> Exercise
Extract each line from the entries below that has the string "updated" in it.

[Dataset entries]
Start of Block
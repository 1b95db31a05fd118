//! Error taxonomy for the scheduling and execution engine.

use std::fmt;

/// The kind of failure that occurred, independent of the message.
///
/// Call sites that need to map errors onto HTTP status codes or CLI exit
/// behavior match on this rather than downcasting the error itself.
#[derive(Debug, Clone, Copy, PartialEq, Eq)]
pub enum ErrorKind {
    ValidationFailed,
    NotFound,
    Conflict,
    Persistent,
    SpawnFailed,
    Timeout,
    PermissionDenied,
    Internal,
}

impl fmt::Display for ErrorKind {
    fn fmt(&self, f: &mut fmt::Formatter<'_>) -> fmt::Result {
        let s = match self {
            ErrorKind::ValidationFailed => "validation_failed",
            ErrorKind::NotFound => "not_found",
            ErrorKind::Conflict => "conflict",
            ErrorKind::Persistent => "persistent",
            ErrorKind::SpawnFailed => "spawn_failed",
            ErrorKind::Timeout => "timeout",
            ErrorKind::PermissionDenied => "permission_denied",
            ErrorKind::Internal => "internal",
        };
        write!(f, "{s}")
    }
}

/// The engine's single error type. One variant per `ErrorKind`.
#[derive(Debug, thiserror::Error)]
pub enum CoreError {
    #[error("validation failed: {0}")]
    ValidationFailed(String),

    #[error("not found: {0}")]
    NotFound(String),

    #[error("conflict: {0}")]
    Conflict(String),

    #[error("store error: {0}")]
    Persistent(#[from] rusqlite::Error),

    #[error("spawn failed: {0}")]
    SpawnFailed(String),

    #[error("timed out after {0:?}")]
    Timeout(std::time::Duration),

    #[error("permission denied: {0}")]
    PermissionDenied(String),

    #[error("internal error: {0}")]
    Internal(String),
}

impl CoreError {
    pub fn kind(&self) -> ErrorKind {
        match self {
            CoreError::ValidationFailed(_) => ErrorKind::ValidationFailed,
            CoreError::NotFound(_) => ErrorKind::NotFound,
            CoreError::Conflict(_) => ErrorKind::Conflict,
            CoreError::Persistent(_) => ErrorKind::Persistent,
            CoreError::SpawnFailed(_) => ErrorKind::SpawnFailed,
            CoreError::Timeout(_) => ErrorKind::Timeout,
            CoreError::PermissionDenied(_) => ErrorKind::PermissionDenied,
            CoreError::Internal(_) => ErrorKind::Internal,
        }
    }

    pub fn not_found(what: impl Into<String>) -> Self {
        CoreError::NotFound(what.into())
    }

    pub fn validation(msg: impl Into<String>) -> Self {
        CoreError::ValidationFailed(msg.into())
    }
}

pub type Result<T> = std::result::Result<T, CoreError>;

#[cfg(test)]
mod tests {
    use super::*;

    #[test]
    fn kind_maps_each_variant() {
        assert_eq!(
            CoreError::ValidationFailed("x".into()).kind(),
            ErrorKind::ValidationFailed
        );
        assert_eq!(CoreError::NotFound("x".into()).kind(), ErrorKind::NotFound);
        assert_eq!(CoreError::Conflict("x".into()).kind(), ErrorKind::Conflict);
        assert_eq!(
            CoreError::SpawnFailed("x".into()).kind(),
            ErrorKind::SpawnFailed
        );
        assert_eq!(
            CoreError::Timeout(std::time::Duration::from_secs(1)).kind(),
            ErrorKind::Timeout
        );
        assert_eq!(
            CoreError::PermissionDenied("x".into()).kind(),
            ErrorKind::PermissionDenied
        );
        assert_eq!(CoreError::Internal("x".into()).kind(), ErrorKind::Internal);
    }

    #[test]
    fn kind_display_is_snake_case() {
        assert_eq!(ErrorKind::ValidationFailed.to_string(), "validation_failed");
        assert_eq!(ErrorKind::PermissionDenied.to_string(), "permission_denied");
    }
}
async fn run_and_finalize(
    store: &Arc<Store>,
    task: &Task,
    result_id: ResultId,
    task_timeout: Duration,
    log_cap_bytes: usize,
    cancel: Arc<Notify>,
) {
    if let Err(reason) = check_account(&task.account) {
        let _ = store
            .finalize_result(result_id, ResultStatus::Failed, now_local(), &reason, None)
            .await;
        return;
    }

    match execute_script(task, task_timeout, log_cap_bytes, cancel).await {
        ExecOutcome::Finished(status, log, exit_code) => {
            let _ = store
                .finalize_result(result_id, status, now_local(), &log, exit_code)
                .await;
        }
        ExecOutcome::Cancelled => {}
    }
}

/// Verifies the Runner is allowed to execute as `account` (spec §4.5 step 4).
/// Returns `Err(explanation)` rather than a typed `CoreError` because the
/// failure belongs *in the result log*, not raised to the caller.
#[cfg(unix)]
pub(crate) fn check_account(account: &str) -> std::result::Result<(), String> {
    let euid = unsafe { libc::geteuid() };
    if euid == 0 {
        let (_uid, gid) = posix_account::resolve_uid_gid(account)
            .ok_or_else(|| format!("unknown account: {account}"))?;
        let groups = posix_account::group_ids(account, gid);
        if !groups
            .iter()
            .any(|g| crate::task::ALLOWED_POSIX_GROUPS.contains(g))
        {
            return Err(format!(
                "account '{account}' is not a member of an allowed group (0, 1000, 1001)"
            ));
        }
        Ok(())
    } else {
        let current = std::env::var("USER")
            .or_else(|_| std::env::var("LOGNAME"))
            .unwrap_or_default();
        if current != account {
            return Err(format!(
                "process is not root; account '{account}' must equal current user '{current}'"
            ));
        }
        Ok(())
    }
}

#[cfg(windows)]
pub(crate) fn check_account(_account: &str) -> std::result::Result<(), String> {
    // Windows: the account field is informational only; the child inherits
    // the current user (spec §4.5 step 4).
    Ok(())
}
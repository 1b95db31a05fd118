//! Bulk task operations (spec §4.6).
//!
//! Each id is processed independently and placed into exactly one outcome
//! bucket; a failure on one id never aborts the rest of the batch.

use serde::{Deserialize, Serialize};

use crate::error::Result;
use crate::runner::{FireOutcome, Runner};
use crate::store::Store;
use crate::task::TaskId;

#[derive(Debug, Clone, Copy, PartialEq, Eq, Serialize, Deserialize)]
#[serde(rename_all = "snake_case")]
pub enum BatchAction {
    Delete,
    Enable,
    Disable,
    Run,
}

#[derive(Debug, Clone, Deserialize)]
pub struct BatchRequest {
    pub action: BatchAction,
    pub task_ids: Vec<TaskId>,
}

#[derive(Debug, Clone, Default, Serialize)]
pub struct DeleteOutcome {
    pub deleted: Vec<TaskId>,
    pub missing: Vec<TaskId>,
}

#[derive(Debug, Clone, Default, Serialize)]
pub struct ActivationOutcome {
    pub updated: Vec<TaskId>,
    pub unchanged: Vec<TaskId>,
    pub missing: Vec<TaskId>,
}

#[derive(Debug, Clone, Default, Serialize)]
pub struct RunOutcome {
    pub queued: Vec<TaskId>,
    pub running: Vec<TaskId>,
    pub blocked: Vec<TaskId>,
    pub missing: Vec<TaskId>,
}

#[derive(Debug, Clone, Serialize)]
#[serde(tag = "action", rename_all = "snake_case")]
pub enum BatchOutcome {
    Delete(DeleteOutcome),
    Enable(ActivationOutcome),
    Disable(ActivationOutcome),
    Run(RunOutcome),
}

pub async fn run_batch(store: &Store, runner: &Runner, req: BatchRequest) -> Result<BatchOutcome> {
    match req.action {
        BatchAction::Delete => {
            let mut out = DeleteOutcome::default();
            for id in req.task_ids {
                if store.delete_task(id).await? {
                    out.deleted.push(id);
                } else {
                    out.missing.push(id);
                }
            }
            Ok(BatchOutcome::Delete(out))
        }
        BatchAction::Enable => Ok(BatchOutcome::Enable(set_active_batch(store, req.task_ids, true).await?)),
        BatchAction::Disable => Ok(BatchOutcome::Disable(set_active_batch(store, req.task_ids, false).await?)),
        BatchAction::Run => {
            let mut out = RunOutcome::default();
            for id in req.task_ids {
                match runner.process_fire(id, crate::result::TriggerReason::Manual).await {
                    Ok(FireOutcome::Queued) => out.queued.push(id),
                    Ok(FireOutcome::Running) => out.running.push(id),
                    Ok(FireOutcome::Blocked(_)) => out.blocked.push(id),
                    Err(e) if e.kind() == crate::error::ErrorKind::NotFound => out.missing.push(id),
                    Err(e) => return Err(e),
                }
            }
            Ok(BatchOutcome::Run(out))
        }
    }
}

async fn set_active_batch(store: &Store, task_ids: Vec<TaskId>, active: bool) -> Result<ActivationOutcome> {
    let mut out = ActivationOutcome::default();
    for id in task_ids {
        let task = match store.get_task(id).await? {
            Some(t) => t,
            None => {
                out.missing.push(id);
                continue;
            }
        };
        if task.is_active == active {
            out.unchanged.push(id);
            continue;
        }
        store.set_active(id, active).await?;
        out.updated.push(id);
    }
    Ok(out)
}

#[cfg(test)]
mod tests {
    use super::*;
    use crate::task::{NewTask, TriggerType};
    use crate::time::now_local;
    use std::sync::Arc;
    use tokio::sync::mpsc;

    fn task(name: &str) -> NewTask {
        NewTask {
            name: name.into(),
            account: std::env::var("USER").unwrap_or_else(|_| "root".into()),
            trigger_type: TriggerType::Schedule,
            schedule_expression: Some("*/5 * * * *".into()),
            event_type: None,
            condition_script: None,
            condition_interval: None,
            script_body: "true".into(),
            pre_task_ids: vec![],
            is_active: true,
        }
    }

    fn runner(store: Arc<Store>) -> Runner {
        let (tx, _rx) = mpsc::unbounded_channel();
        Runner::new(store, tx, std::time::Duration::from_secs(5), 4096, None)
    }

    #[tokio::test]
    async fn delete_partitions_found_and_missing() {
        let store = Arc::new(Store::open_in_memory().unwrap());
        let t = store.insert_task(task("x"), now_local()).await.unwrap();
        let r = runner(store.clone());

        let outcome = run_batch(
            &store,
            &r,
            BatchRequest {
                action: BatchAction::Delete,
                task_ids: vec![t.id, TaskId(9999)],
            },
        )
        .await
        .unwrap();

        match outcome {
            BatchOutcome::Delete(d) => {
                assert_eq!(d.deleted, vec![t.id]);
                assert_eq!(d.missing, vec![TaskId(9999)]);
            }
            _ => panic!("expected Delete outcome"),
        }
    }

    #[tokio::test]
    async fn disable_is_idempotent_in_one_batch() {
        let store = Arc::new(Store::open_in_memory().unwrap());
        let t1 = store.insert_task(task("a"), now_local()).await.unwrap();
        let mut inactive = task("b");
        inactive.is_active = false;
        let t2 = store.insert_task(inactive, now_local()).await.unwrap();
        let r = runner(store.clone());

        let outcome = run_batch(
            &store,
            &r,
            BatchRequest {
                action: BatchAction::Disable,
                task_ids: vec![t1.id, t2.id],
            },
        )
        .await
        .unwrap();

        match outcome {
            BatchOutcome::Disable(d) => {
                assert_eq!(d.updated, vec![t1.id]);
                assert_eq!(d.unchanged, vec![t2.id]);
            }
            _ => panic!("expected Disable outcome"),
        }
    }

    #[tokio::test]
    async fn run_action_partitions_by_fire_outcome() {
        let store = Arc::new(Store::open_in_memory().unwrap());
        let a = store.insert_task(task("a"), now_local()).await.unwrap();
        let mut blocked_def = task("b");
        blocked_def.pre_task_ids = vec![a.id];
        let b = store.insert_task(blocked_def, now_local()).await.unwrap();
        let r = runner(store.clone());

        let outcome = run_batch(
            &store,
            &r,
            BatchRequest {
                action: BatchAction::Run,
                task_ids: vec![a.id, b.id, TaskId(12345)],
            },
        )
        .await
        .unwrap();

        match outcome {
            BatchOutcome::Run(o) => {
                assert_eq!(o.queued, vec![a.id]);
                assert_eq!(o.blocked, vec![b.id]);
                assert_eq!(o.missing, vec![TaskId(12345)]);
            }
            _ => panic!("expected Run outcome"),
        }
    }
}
End of Block
> Expected answer
    pub updated: Vec<TaskId>,
        out.updated.push(id);
                assert_eq!(d.updated, vec![t1.id]);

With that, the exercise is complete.